3. A notre époque, la complexité croissante des circonstances oblige les
pouvoirs publics à intervenir plus fréquemment, en matière sociale, économique
et culturelle, pour préparer des conditions plus favorables qui permettent aux
citoyens et aux groupes de poursuivre d'une manière plus efficace la
réalisation du bien complet de l'homme, dans la liberté. Assurément, selon les
régions et selon l'évolution des peuples, les relations entre la socialisation7
et l'autonomie ou le développement de la personne peuvent être comprises de
diverses façons. Mais si, en vue du bien commun, on restreint pour un temps
l'exercice des droits, que l'on rétablisse au plus tôt la liberté quand les
circonstances auront changé. Il est en tout cas inhumain que le gouvernement en
vienne à des formes totalitaires ou à des formes dictatoriales. qui lèsent
gravement le droit des personnes ou des groupes sociaux.

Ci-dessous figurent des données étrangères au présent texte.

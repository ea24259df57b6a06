//! Notification feed message types.

use thiserror::Error;

/// Errors from the notification feed.
#[derive(Debug, Error)]
pub enum FeedError {
    /// Receiving a batch failed
    #[error("feed receive failed: {0}")]
    Receive(String),

    /// Acknowledging a message failed
    #[error("feed acknowledge failed: {0}")]
    Acknowledge(String),
}

/// The kind of durable-store mutation an event reports.
///
/// Both kinds invalidate identically: any mutation means the local copy
/// can no longer be trusted.
#[derive(Debug, Clone, Copy, PartialEq, Eq)]
pub enum ChangeKind {
    /// Object was created or overwritten
    Created,
    /// Object was removed
    Removed,
}

/// One change record within a feed message.
#[derive(Debug, Clone)]
pub enum ChangeEvent {
    /// Connectivity test event; carries no object reference and is ignored.
    Test,
    /// A durable-store object changed.
    Object { key: String, kind: ChangeKind },
}

/// One message from the feed, possibly carrying several change records.
///
/// The handle identifies the message for acknowledgement; an unacknowledged
/// message is redelivered by the feed.
#[derive(Debug, Clone)]
pub struct FeedMessage {
    /// Opaque acknowledgement handle.
    pub handle: String,
    /// Change records in this message.
    pub events: Vec<ChangeEvent>,
}

impl FeedMessage {
    /// Create a message with the given handle and events.
    pub fn new(handle: impl Into<String>, events: Vec<ChangeEvent>) -> Self {
        Self {
            handle: handle.into(),
            events,
        }
    }
}
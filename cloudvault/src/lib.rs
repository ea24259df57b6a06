//! CloudVault - write-through caching gateway for durable object storage
//!
//! Objects uploaded through the gateway are committed to a durable store
//! and cached on local disk in one streaming pass; downloads are served
//! from the cache when possible and replenish it when not. The cache
//! holds a strict byte budget with least-recently-used eviction, and a
//! notification feed keeps it coherent with out-of-band durable-store
//! changes.
//!
//! # High-Level API
//!
//! The [`gateway`] module provides the service facade:
//!
//! ```ignore
//! use cloudvault::config::GatewayConfig;
//! use cloudvault::gateway::GatewayService;
//!
//! let config = GatewayConfig::default().with_capacity_bytes(100 * 1024 * 1024);
//! let service = GatewayService::start(config, durable, metadata, feed).await?;
//!
//! let receipt = service.gateway().upload(body, "report.pdf", "application/pdf", len).await?;
//! let download = service.gateway().download(&receipt.key, false).await?;
//! ```

pub mod cache;
pub mod config;
pub mod gateway;
pub mod invalidate;
pub mod logging;
pub mod store;

/// Version of the CloudVault library and CLI.
///
/// Synchronized across the workspace; injected from `Cargo.toml` at
/// compile time.
pub const VERSION: &str = env!("CARGO_PKG_VERSION");
//! Gateway configuration.
//!
//! All tunables for the cache and the invalidation listener live here.
//! Defaults match a small local deployment; callers override what they
//! need with the `with_*` builders.

use std::path::PathBuf;
use std::time::Duration;

/// Default cache capacity: 100 MB.
pub const DEFAULT_CAPACITY_BYTES: u64 = 100 * 1024 * 1024;

/// Default feed batch size per poll.
pub const DEFAULT_FEED_MAX_BATCH: usize = 10;

/// Default long-poll wait per receive.
pub const DEFAULT_FEED_MAX_WAIT: Duration = Duration::from_secs(20);

/// Long-poll settings for the notification feed.
#[derive(Debug, Clone, Copy)]
pub struct FeedPollConfig {
    /// Maximum messages per receive.
    pub max_batch: usize,
    /// Maximum wait for a non-empty batch.
    pub max_wait: Duration,
}

impl Default for FeedPollConfig {
    fn default() -> Self {
        Self {
            max_batch: DEFAULT_FEED_MAX_BATCH,
            max_wait: DEFAULT_FEED_MAX_WAIT,
        }
    }
}

/// Top-level gateway configuration.
#[derive(Debug, Clone)]
pub struct GatewayConfig {
    /// Byte budget for the local cache.
    pub capacity_bytes: u64,
    /// Directory holding cached entries.
    pub cache_dir: PathBuf,
    /// Notification feed polling.
    pub poll: FeedPollConfig,
}

impl GatewayConfig {
    /// Configuration with all defaults.
    pub fn new() -> Self {
        Self::default()
    }

    /// Set the cache byte budget.
    pub fn with_capacity_bytes(mut self, capacity_bytes: u64) -> Self {
        self.capacity_bytes = capacity_bytes;
        self
    }

    /// Set the cache directory.
    pub fn with_cache_dir(mut self, cache_dir: PathBuf) -> Self {
        self.cache_dir = cache_dir;
        self
    }

    /// Set the feed polling parameters.
    pub fn with_poll(mut self, poll: FeedPollConfig) -> Self {
        self.poll = poll;
        self
    }
}

impl Default for GatewayConfig {
    fn default() -> Self {
        Self {
            capacity_bytes: DEFAULT_CAPACITY_BYTES,
            cache_dir: default_cache_dir(),
            poll: FeedPollConfig::default(),
        }
    }
}

/// Platform cache directory for the gateway, falling back to a relative
/// path when the platform reports none.
pub fn default_cache_dir() -> PathBuf {
    dirs::cache_dir()
        .unwrap_or_else(|| PathBuf::from(".cache"))
        .join("cloudvault")
}

#[cfg(test)]
mod tests {
    use super::*;

    #[test]
    fn default_config() {
        let config = GatewayConfig::default();
        assert_eq!(config.capacity_bytes, 100 * 1024 * 1024);
        assert_eq!(config.poll.max_batch, 10);
        assert_eq!(config.poll.max_wait, Duration::from_secs(20));
        assert!(config.cache_dir.ends_with("cloudvault"));
    }

    #[test]
    fn builders_override_defaults() {
        let config = GatewayConfig::new()
            .with_capacity_bytes(1_000)
            .with_cache_dir(PathBuf::from("/tmp/vault"))
            .with_poll(FeedPollConfig {
                max_batch: 2,
                max_wait: Duration::from_millis(50),
            });

        assert_eq!(config.capacity_bytes, 1_000);
        assert_eq!(config.cache_dir, PathBuf::from("/tmp/vault"));
        assert_eq!(config.poll.max_batch, 2);
    }
}
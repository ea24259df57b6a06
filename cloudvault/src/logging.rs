//! Logging setup.
//!
//! Structured `tracing` output to both a session log file and stdout:
//! - `logs/cloudvault.log` is truncated at startup so each run reads clean
//! - stdout keeps ANSI colors for terminal tailing
//! - filtered via `RUST_LOG`, defaulting to `info`

use std::fs;
use std::io;
use std::path::Path;

use tracing_appender::non_blocking::WorkerGuard;
use tracing_subscriber::layer::SubscriberExt;
use tracing_subscriber::util::SubscriberInitExt;
use tracing_subscriber::EnvFilter;

/// Default log directory.
pub const DEFAULT_LOG_DIR: &str = "logs";

/// Default log file name.
pub const DEFAULT_LOG_FILE: &str = "cloudvault.log";

/// Keeps the non-blocking file writer alive.
///
/// Dropping the guard flushes and closes the log file.
pub struct LoggingGuard {
    _file_guard: WorkerGuard,
}

/// Install the global tracing subscriber.
///
/// Creates `log_dir` if needed and truncates any previous log file.
/// Call once at process start; the returned guard must outlive all
/// logging.
///
/// # Errors
///
/// Fails when the log directory cannot be created or the previous log
/// file cannot be truncated.
pub fn init_logging(log_dir: &str, log_file: &str) -> Result<LoggingGuard, io::Error> {
    fs::create_dir_all(log_dir)?;
    fs::write(Path::new(log_dir).join(log_file), "")?;

    let file_appender = tracing_appender::rolling::never(log_dir, log_file);
    let (non_blocking_file, file_guard) = tracing_appender::non_blocking(file_appender);

    let file_layer = tracing_subscriber::fmt::layer()
        .with_writer(non_blocking_file)
        .with_ansi(false)
        .with_target(true);

    let stdout_layer = tracing_subscriber::fmt::layer()
        .with_writer(io::stdout)
        .with_ansi(true)
        .with_target(true);

    let env_filter = EnvFilter::try_from_default_env().unwrap_or_else(|_| EnvFilter::new("info"));

    tracing_subscriber::registry()
        .with(env_filter)
        .with(file_layer)
        .with(stdout_layer)
        .init();

    Ok(LoggingGuard {
        _file_guard: file_guard,
    })
}
use crate::ui::app::App;
use crate::ui::footer::Footer;
use crate::ui::header::Header;
use crate::ui::layout::{form_sections, layout_regions};
use crate::ui::theme::{
    ACCENT_BLUE, BUTTON_BG, BUTTON_SECONDARY_BG, DISABLED_TEXT, ERROR_TEXT, HEADER_TEXT,
    PANEL_BORDER, STATUS_ERROR, STATUS_OK,
};
use ratatui::layout::{Position, Rect};
use ratatui::style::{Modifier, Style};
use ratatui::text::{Line, Span};
use ratatui::widgets::{Block, Borders, Clear, Paragraph, Wrap};
use ratatui::Frame;

const SPINNER: [&str; 4] = ["◐", "◓", "◑", "◒"];

const INPUT_PLACEHOLDER: &str =
    "Enter technician notes here (e.g., check engine light on. scan shows p0456. replaced cap.)";

const OUTPUT_PLACEHOLDER: &str = "Professional notes will appear here...";

pub fn draw(frame: &mut Frame<'_>, app: &App) {
    let area = frame.area();
    let (header, body, footer) = layout_regions(area);

    let header_widget = Header::new(app.model(), app.header_status());
    frame.render_widget(header_widget.widget(), header);
    frame.render_widget(Clear, body);

    let state = app.rewriter();
    let sections = form_sections(body, state.error().is_some());

    draw_input(frame, app, sections.input);
    draw_controls(frame, app, sections.controls);
    if let Some(error) = state.error() {
        let banner = Paragraph::new(format!(" {}", error))
            .style(Style::default().fg(ERROR_TEXT))
            .wrap(Wrap { trim: true })
            .block(
                Block::default()
                    .borders(Borders::ALL)
                    .border_style(Style::default().fg(STATUS_ERROR)),
            );
        frame.render_widget(banner, sections.error);
    }
    draw_output(frame, app, sections.output);

    Footer::new(state).render(frame, footer);
}

fn panel(title: Line<'static>) -> Block<'static> {
    Block::default()
        .title(title)
        .borders(Borders::ALL)
        .border_style(Style::default().fg(PANEL_BORDER))
}

fn draw_input(frame: &mut Frame<'_>, app: &App, area: Rect) {
    let state = app.rewriter();
    let title = Line::from(Span::styled(
        " Raw Technician Notes ",
        Style::default().fg(HEADER_TEXT).add_modifier(Modifier::BOLD),
    ));
    let block = panel(title);
    let inner = block.inner(area);

    // The input is not soft-wrapped: scroll both ways to keep the caret in view.
    let (line, col) = state.cursor_line_col();
    let top = line.saturating_sub(inner.height.max(1) as usize - 1);
    let left = col.saturating_sub(inner.width.max(1) as usize - 1);

    let paragraph = if state.input().is_empty() {
        Paragraph::new(Span::styled(
            INPUT_PLACEHOLDER,
            Style::default().fg(DISABLED_TEXT),
        ))
        .wrap(Wrap { trim: false })
    } else {
        let style = if state.is_loading() {
            Style::default().fg(DISABLED_TEXT)
        } else {
            Style::default().fg(HEADER_TEXT)
        };
        Paragraph::new(state.input().to_string())
            .style(style)
            .scroll((clamp_u16(top), clamp_u16(left)))
    };
    frame.render_widget(paragraph.block(block), area);

    if !state.is_loading() && inner.width > 0 && inner.height > 0 {
        let x = inner.x + clamp_u16(col - left);
        let y = inner.y + clamp_u16(line - top);
        frame.set_cursor_position(Position::new(x, y));
    }
}

fn clamp_u16(value: usize) -> u16 {
    u16::try_from(value).unwrap_or(u16::MAX)
}

fn button(label: &str, enabled: bool, background: ratatui::style::Color) -> Span<'static> {
    let style = if enabled {
        Style::default()
            .fg(HEADER_TEXT)
            .bg(background)
            .add_modifier(Modifier::BOLD)
    } else {
        Style::default().fg(DISABLED_TEXT).bg(BUTTON_SECONDARY_BG)
    };
    Span::styled(format!(" {} ", label), style)
}

fn draw_controls(frame: &mut Frame<'_>, app: &App, area: Rect) {
    let state = app.rewriter();
    let rewrite_label = if state.is_loading() {
        let frame_index = app.animation_tick() as usize % SPINNER.len();
        format!("{} Processing...", SPINNER[frame_index])
    } else {
        "Rewrite Notes".to_string()
    };

    let mut spans = vec![
        Span::raw(" "),
        button(&rewrite_label, state.can_submit(), BUTTON_BG),
        Span::raw("  "),
        button("Clear", true, BUTTON_SECONDARY_BG),
    ];
    if state.is_cooling_down() {
        spans.push(Span::styled(
            "  waiting before next request",
            Style::default().fg(DISABLED_TEXT),
        ));
    }
    frame.render_widget(Paragraph::new(Line::from(spans)), area);
}

fn draw_output(frame: &mut Frame<'_>, app: &App, area: Rect) {
    let state = app.rewriter();
    let mut title = vec![Span::styled(
        " Professional Notes ",
        Style::default().fg(ACCENT_BLUE).add_modifier(Modifier::BOLD),
    )];
    if state.is_copied() {
        title.push(Span::styled("✓ Copied ", Style::default().fg(STATUS_OK)));
    } else if !state.output().is_empty() {
        title.push(Span::styled(
            "Ctrl+Y: Copy ",
            Style::default().fg(DISABLED_TEXT),
        ));
    }
    let block = panel(Line::from(title));

    let paragraph = if state.output().is_empty() {
        Paragraph::new(Span::styled(
            OUTPUT_PLACEHOLDER,
            Style::default().fg(DISABLED_TEXT),
        ))
    } else {
        Paragraph::new(state.output().to_string())
            .style(Style::default().fg(HEADER_TEXT))
            .scroll((state.output_scroll(), 0))
    };
    frame.render_widget(paragraph.wrap(Wrap { trim: false }).block(block), area);
}
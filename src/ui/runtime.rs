use crate::clipboard::SystemClipboard;
use crate::provider::RewriteProvider;
use crate::rewriter::{IntentSink, RewriterController, RewriterTimings};
use crate::ui::app::App;
use crate::ui::events::{AppEvent, EventHandler};
use crate::ui::input::handle_key;
use crate::ui::render::draw;
use crate::ui::terminal_guard::setup_terminal;
use parking_lot::Mutex;
use std::io;
use std::sync::mpsc::RecvTimeoutError;
use std::sync::Arc;
use std::time::{Duration, Instant};
use tokio::runtime::Handle;

pub fn run(
    provider: Arc<dyn RewriteProvider>,
    timings: RewriterTimings,
    runtime: Handle,
) -> io::Result<()> {
    let (mut terminal, guard) = setup_terminal()?;
    let tick_rate = Duration::from_millis(120);
    let events = EventHandler::new(tick_rate);

    let sender = Mutex::new(events.sender());
    let sink: IntentSink = Arc::new(move |intent| {
        // The receiver is gone only once the loop has exited.
        let _ = sender.lock().send(AppEvent::Rewriter(intent));
    });

    let controller = RewriterController::new(provider, timings, runtime, sink);
    let mut app = App::new(controller, Box::new(SystemClipboard::new()));
    let mut last_tick = Instant::now();

    loop {
        terminal.draw(|frame| draw(frame, &app))?;
        if app.should_quit() {
            break;
        }

        let timeout = tick_rate.saturating_sub(last_tick.elapsed());
        match events.next(timeout) {
            Ok(AppEvent::Input(key)) => handle_key(&mut app, key),
            Ok(AppEvent::Paste(text)) => app.on_paste(&text),
            Ok(AppEvent::Resize(_, _)) => {}
            Ok(AppEvent::Rewriter(intent)) => app.dispatch(intent),
            Err(RecvTimeoutError::Timeout) => {}
            Err(RecvTimeoutError::Disconnected) => break,
        }

        if last_tick.elapsed() >= tick_rate {
            app.on_tick();
            last_tick = Instant::now();
        }
    }

    // Aborts outstanding requests and timers before the terminal is restored.
    drop(app);
    drop(events);
    drop(guard);
    Ok(())
}
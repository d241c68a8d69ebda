//! Event pump: terminal input and rewriter completions on one channel.

use crossterm::event::{self, Event, KeyEvent, KeyEventKind};
use std::sync::atomic::{AtomicBool, Ordering};
use std::sync::mpsc::{self, Receiver, RecvTimeoutError, Sender};
use std::sync::Arc;
use std::thread;
use std::time::Duration;

use crate::rewriter::RewriterIntent;

#[derive(Debug)]
pub enum AppEvent {
    Input(KeyEvent),
    Paste(String),
    Resize(u16, u16),
    /// A provider completion or timer expiry for the rewriter.
    Rewriter(RewriterIntent),
}

/// Owns the input thread and the receiving end of the event channel.
///
/// Other producers (the rewriter's tokio tasks) get a [`Sender`] via
/// [`EventHandler::sender`].
pub struct EventHandler {
    sender: Sender<AppEvent>,
    receiver: Receiver<AppEvent>,
    stop: Arc<AtomicBool>,
    input_thread: Option<thread::JoinHandle<()>>,
}

impl EventHandler {
    pub fn new(poll_interval: Duration) -> Self {
        let (sender, receiver) = mpsc::channel();
        let stop = Arc::new(AtomicBool::new(false));

        let input_sender = sender.clone();
        let input_stop = Arc::clone(&stop);
        let input_thread = thread::spawn(move || {
            while !input_stop.load(Ordering::Relaxed) {
                match event::poll(poll_interval) {
                    Ok(true) => {}
                    Ok(false) => continue,
                    Err(err) => {
                        tracing::error!(error = %err, "Terminal event poll failed");
                        break;
                    }
                }
                let event = match event::read() {
                    Ok(event) => event,
                    Err(err) => {
                        tracing::error!(error = %err, "Terminal event read failed");
                        break;
                    }
                };
                if let Some(app_event) = translate(event) {
                    if input_sender.send(app_event).is_err() {
                        break;
                    }
                }
            }
        });

        Self {
            sender,
            receiver,
            stop,
            input_thread: Some(input_thread),
        }
    }

    pub fn sender(&self) -> Sender<AppEvent> {
        self.sender.clone()
    }

    pub fn next(&self, timeout: Duration) -> Result<AppEvent, RecvTimeoutError> {
        self.receiver.recv_timeout(timeout)
    }
}

impl Drop for EventHandler {
    fn drop(&mut self) {
        self.stop.store(true, Ordering::Relaxed);
        if let Some(handle) = self.input_thread.take() {
            let _ = handle.join();
        }
    }
}

/// Map a crossterm event to an app event. Key releases and repeats are dropped.
fn translate(event: Event) -> Option<AppEvent> {
    match event {
        Event::Key(key) if key.kind == KeyEventKind::Press => Some(AppEvent::Input(key)),
        Event::Paste(text) => Some(AppEvent::Paste(text)),
        Event::Resize(cols, rows) => Some(AppEvent::Resize(cols, rows)),
        _ => None,
    }
}
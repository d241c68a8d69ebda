//! Text-transformation provider.
//!
//! The rest of the crate talks to the provider through [`RewriteProvider`].
//! [`ChatCompletionsClient`] is the production implementation for
//! OpenAI-compatible chat-completion endpoints (OpenRouter by default).

mod client;
mod error;
mod prompt;
mod traits;

pub use client::ChatCompletionsClient;
pub use error::{RewriteError, PROCESSING_FAILED, UNEXPECTED_FAILURE};
pub use prompt::DEFAULT_SYSTEM_PROMPT;
pub use traits::RewriteProvider;
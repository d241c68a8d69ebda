//! Effect runner for the Note Rewriter.
//!
//! The reducer decides *what* the form looks like; the controller notices
//! the transitions that need work done outside the UI thread and starts it:
//!
//! - a new in-flight token → spawn the provider call
//! - a new cooldown epoch → schedule `CooldownElapsed`
//! - a new copied epoch → schedule `CopiedElapsed`
//!
//! Completions come back as intents through the [`IntentSink`] and are fed
//! to [`RewriterController::dispatch`] by the event loop.

use std::sync::Arc;
use std::time::Duration;

use tokio::runtime::Handle;

use crate::clipboard::ClipboardWriter;
use crate::config::RewriterConfig;
use crate::provider::{RewriteError, RewriteProvider};
use crate::ui::mvi::{dispatch_mvi, Reducer};

use super::intent::RewriterIntent;
use super::reducer::RewriterReducer;
use super::state::RewriterState;
use super::timers::{OwnedTasks, TimerKind};

/// Where async completions are delivered. Called from tokio worker threads.
pub type IntentSink = Arc<dyn Fn(RewriterIntent) + Send + Sync>;

/// How long the timed flags stay up.
#[derive(Debug, Clone, Copy, PartialEq, Eq)]
pub struct RewriterTimings {
    pub cooldown: Duration,
    pub copied_flash: Duration,
}

impl Default for RewriterTimings {
    fn default() -> Self {
        Self {
            cooldown: Duration::from_secs(5),
            copied_flash: Duration::from_secs(2),
        }
    }
}

impl From<&RewriterConfig> for RewriterTimings {
    fn from(config: &RewriterConfig) -> Self {
        Self {
            cooldown: config.cooldown(),
            copied_flash: config.copied_flash(),
        }
    }
}

/// Owns the form state and every task started on its behalf.
pub struct RewriterController {
    state: RewriterState,
    provider: Arc<dyn RewriteProvider>,
    timings: RewriterTimings,
    runtime: Handle,
    sink: IntentSink,
    tasks: OwnedTasks,
}

/// The parts of the state whose changes trigger effects.
#[derive(Clone, Copy)]
struct EffectMarkers {
    in_flight: Option<u64>,
    cooldown: Option<u64>,
    copied: Option<u64>,
}

impl EffectMarkers {
    fn of(state: &RewriterState) -> Self {
        Self {
            in_flight: state.in_flight_token(),
            cooldown: state.cooldown_epoch(),
            copied: state.copied_epoch(),
        }
    }
}

impl RewriterController {
    pub fn new(
        provider: Arc<dyn RewriteProvider>,
        timings: RewriterTimings,
        runtime: Handle,
        sink: IntentSink,
    ) -> Self {
        Self {
            state: RewriterState::default(),
            provider,
            timings,
            runtime,
            sink,
            tasks: OwnedTasks::default(),
        }
    }

    pub fn state(&self) -> &RewriterState {
        &self.state
    }

    pub fn provider_name(&self) -> &str {
        self.provider.name()
    }

    /// Run the reducer, then start whatever the transition calls for.
    pub fn dispatch(&mut self, intent: RewriterIntent) {
        let before = EffectMarkers::of(&self.state);
        dispatch_mvi!(self, state, RewriterReducer, intent);
        self.run_effects(before);
    }

    /// Copy the current output to `clipboard`. Does nothing without output.
    pub fn copy_output(&mut self, clipboard: &mut dyn ClipboardWriter) {
        if self.state.output().is_empty() {
            return;
        }

        match clipboard.write_text(self.state.output()) {
            Ok(()) => self.dispatch(RewriterIntent::CopySucceeded),
            Err(err) => {
                tracing::warn!(error = %err, "Clipboard write failed");
                self.dispatch(RewriterIntent::CopyFailed);
            }
        }
    }

    fn run_effects(&mut self, before: EffectMarkers) {
        let after = EffectMarkers::of(&self.state);

        if let Some(token) = after.in_flight {
            if before.in_flight != Some(token) {
                self.spawn_rewrite(token);
            }
        }

        if let Some(epoch) = after.cooldown {
            if before.cooldown != Some(epoch) {
                self.schedule(
                    TimerKind::Cooldown,
                    self.timings.cooldown,
                    RewriterIntent::CooldownElapsed { epoch },
                );
            }
        }

        match after.copied {
            Some(epoch) if before.copied != Some(epoch) => self.schedule(
                TimerKind::Copied,
                self.timings.copied_flash,
                RewriterIntent::CopiedElapsed { epoch },
            ),
            None if before.copied.is_some() => self.tasks.cancel_timer(TimerKind::Copied),
            _ => {}
        }
    }

    /// Run the provider call for `token` in its own task, supervised so a
    /// panic or abort still produces a `RewriteFinished`.
    fn spawn_rewrite(&mut self, token: u64) {
        let provider = Arc::clone(&self.provider);
        let notes = self.state.input().to_string();
        tracing::info!(token, notes_len = notes.len(), "Dispatching rewrite");

        let call = self
            .runtime
            .spawn(async move { provider.rewrite(&notes).await });
        let call_abort = call.abort_handle();

        let sink = Arc::clone(&self.sink);
        let supervisor = self.runtime.spawn(async move {
            let result = match call.await {
                Ok(result) => result,
                Err(join_error) => Err(RewriteError::Aborted(join_error.to_string())),
            };
            let result = result.map_err(|err| {
                tracing::warn!(token, error = %err, "Rewrite failed");
                err.user_message().to_string()
            });
            sink(RewriterIntent::RewriteFinished { token, result });
        });

        self.tasks.track_request(call_abort);
        self.tasks.track_request(supervisor.abort_handle());
    }

    fn schedule(&mut self, kind: TimerKind, delay: Duration, intent: RewriterIntent) {
        let sink = Arc::clone(&self.sink);
        let timer = self.runtime.spawn(async move {
            tokio::time::sleep(delay).await;
            sink(intent);
        });
        self.tasks.replace_timer(kind, timer.abort_handle());
    }
}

4. Que les citoyens cultivent avec magnanimité et loyauté l'amour de la
patrie, mais sans étroitesse d'esprit, c'est-à-dire de telle façon qu'en même
temps ils prennent toujours en considération le bien de toute la famille
humaine qui rassemble races, peuples et nations, unis par toutes sortes de
liens.
5. Tous les chrétiens doivent prendre conscience du rôle particulier et
propre qui leur échoit dans la communauté politique: ils sont tenus à donner
l'exemple en développant en eux le sens des responsabilités et du dévouement au
bien commun; ils montreront ainsi par les faits comment on peut harmoniser
l'autorité avec la liberté, l'initiative personnelle avec la solidarité et les
exigences de tout le corps social, les avantages de l'unité avec les diversités
fécondes. En ce qui concerne l'organisation des choses terrestres, qu'ils
reconnaissent comme légitimes des manières de voir par ailleurs opposées entre
elles et qu'ils respectent les citoyens qui, en groupe aussi, défendent
honnêtement leur opinion. Quant aux partis politiques, ils ont le devoir de
promouvoir ce qui, à leur Jugement, est exigé par le bien commun; mais il ne
leur est jamais permis de préférer à celui-ci leur intérêt propre.
6. Pour que tous les citoyens soient en mesure de jouer leur rôle dans la
vie de la communauté politique, on doit avoir un grand souci de l'éducation
civique et politique; elle est particulièrement nécessaire aujourd'hui, soit
pour l'ensemble des peuples, soit, et surtout, pour les jeunes. Ceux qui sont,
ou peuvent devenir, capables d'exercer !'art très difficile, mais aussi très
noble8, de la politique, doivent s'y préparer; qu'ils s'y livrent avec
zèle, sans se soucier de leur intérêt personnel ni des avantages matériels. Ils
lutteront avec intégrité et prudence contre l'injustice et l'oppression, contre
l'absolutisme et l'intolérance, qu'elles soient le fait d'un homme ou d'un
parti politique; et ils se dévoueront au bien de tous avec sincérité et
droiture, bien plus, avec l'amour et le courage requis par la vie politique.